> [Exercise objective]
Please set down all of the data below verbatim.

(Recorded data)
"""

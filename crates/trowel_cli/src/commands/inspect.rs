//! The `inspect` command.

use std::path::Path;
use trowel_store::{FileTrench, VersionStore};

/// Prints a trench's head and record summary.
pub fn run(root: &Path, name: &str) -> Result<(), Box<dyn std::error::Error>> {
    let trench = FileTrench::open(root, name)?;

    match trench.head()? {
        Some(head) => println!("head:    {head}"),
        None => println!("head:    (no history)"),
    }

    let records = trench.current()?;
    println!("records: {}", records.len());
    for (id, survey) in records.iter() {
        println!("  {id} ({} fields)", survey.len());
    }

    let attachments = count_attachments(&trench.path().join("attachments"))?;
    println!("attachments: {attachments}");

    Ok(())
}

/// Counts blobs under the attachments directory, skipping validator
/// sidecars.
fn count_attachments(dir: &Path) -> std::io::Result<usize> {
    if !dir.is_dir() {
        return Ok(0);
    }
    let mut count = 0;
    let mut stack = vec![dir.to_path_buf()];
    while let Some(dir) = stack.pop() {
        for entry in std::fs::read_dir(dir)? {
            let entry = entry?;
            let path = entry.path();
            if path.is_dir() {
                stack.push(path);
            } else if path.extension().is_none_or(|ext| ext != "etag") {
                count += 1;
            }
        }
    }
    Ok(count)
}
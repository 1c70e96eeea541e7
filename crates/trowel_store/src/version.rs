//! The versioned-storage interface.

use crate::error::StoreResult;
use trowel_model::SurveySet;

/// Identifier of one collection version in a trench's history.
pub type VersionId = String;

/// Commit author metadata, recorded alongside every new version.
#[derive(Debug, Clone, Default, PartialEq, Eq)]
pub struct Author {
    /// Submitter identifier.
    pub uid: String,
    /// Submitter display name.
    pub username: String,
    /// Free-text commit message.
    pub message: String,
}

impl Author {
    /// Creates author metadata.
    pub fn new(
        uid: impl Into<String>,
        username: impl Into<String>,
        message: impl Into<String>,
    ) -> Self {
        Self {
            uid: uid.into(),
            username: username.into(),
            message: message.into(),
        }
    }
}

/// A versioned store of survey records for one trench.
///
/// Implementations must provide atomic, serializable commit semantics per
/// trench: either the full submitted record set becomes the new version or
/// none of it does, and no two commits interleave incoherently.
///
/// # Invariants
///
/// - `head` is `None` iff the trench has no history
/// - `checkout(id)` returns exactly the record set committed as `id` and
///   does not move the trench's head
/// - `commit` of a record set identical to the current one returns the
///   unchanged head id (a no-op)
pub trait VersionStore {
    /// Returns the identifier of the current (latest) version, or `None` if
    /// the trench has no history yet.
    ///
    /// # Errors
    ///
    /// Returns an error if the head cannot be read.
    fn head(&self) -> StoreResult<Option<VersionId>>;

    /// Returns the record set of an arbitrary historical version.
    ///
    /// # Errors
    ///
    /// Returns `VersionNotFound` if `id` is not in this trench's history.
    fn checkout(&self, id: &str) -> StoreResult<SurveySet>;

    /// Returns the record set of the current version; empty if the trench
    /// has no history.
    ///
    /// # Errors
    ///
    /// Returns an error if the current version cannot be read.
    fn current(&self) -> StoreResult<SurveySet>;

    /// Atomically commits a new record set, returning the new head id.
    ///
    /// Committing a record set identical to the current one is a no-op and
    /// returns the unchanged head id.
    ///
    /// # Errors
    ///
    /// Returns an error if the commit cannot be persisted; in that case the
    /// trench is left on its previous version.
    fn commit(&mut self, author: &Author, surveys: &SurveySet) -> StoreResult<VersionId>;
}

"""

> [Solution for this exercise]
filename crates/trowel_cli/src/commands/inspect.rs
//! The `inspect` command.

use std::path::Path;
use trowel_store::{FileTrench, VersionStore};

/// Prints a trench's head and record summary.
pub fn run(root: &Path, name: &str) -> Result<(), Box<dyn std::error::Error>> {
    let trench = FileTrench::open(root, name)?;

    match trench.head()? {
        Some(head) => println!("head:    {head}"),
        None => println!("head:    (no history)"),
    }

    let records = trench.current()?;
    println!("records: {}", records.len());
    for (id, survey) in records.iter() {
        println!("  {id} ({} fields)", survey.len());
    }

    let attachments = count_attachments(&trench.path().join("attachments"))?;
    println!("attachments: {attachments}");

    Ok(())
}

/// Counts blobs under the attachments directory, skipping validator
/// sidecars.
fn count_attachments(dir: &Path) -> std::io::Result<usize> {
    if !dir.is_dir() {
        return Ok(0);
    }
    let mut count = 0;
    let mut stack = vec![dir.to_path_buf()];
    while let Some(dir) = stack.pop() {
        for entry in std::fs::read_dir(dir)? {
            let entry = entry?;
            let path = entry.path();
            if path.is_dir() {
                stack.push(path);
            } else if path.extension().is_none_or(|ext| ext != "etag") {
                count += 1;
            }
        }
    }
    Ok(count)
}
repository 1c70e96eeea541e7
filename crates/trowel_store/src/version.rs
//! The versioned-storage interface.

use crate::error::StoreResult;
use trowel_model::SurveySet;

/// Identifier of one collection version in a trench's history.
pub type VersionId = String;

/// Commit author metadata, recorded alongside every new version.
#[derive(Debug, Clone, Default, PartialEq, Eq)]
pub struct Author {
    /// Submitter identifier.
    pub uid: String,
    /// Submitter display name.
    pub username: String,
    /// Free-text commit message.
    pub message: String,
}

impl Author {
    /// Creates author metadata.
    pub fn new(
        uid: impl Into<String>,
        username: impl Into<String>,
        message: impl Into<String>,
    ) -> Self {
        Self {
            uid: uid.into(),
            username: username.into(),
            message: message.into(),
        }
    }
}

/// A versioned store of survey records for one trench.
///
/// Implementations must provide atomic, serializable commit semantics per
/// trench: either the full submitted record set becomes the new version or
/// none of it does, and no two commits interleave incoherently.
///
/// # Invariants
///
/// - `head` is `None` iff the trench has no history
/// - `checkout(id)` returns exactly the record set committed as `id` and
///   does not move the trench's head
/// - `commit` of a record set identical to the current one returns the
///   unchanged head id (a no-op)
pub trait VersionStore {
    /// Returns the identifier of the current (latest) version, or `None` if
    /// the trench has no history yet.
    ///
    /// # Errors
    ///
    /// Returns an error if the head cannot be read.
    fn head(&self) -> StoreResult<Option<VersionId>>;

    /// Returns the record set of an arbitrary historical version.
    ///
    /// # Errors
    ///
    /// Returns `VersionNotFound` if `id` is not in this trench's history.
    fn checkout(&self, id: &str) -> StoreResult<SurveySet>;

    /// Returns the record set of the current version; empty if the trench
    /// has no history.
    ///
    /// # Errors
    ///
    /// Returns an error if the current version cannot be read.
    fn current(&self) -> StoreResult<SurveySet>;

    /// Atomically commits a new record set, returning the new head id.
    ///
    /// Committing a record set identical to the current one is a no-op and
    /// returns the unchanged head id.
    ///
    /// # Errors
    ///
    /// Returns an error if the commit cannot be persisted; in that case the
    /// trench is left on its previous version.
    fn commit(&mut self, author: &Author, surveys: &SurveySet) -> StoreResult<VersionId>;
}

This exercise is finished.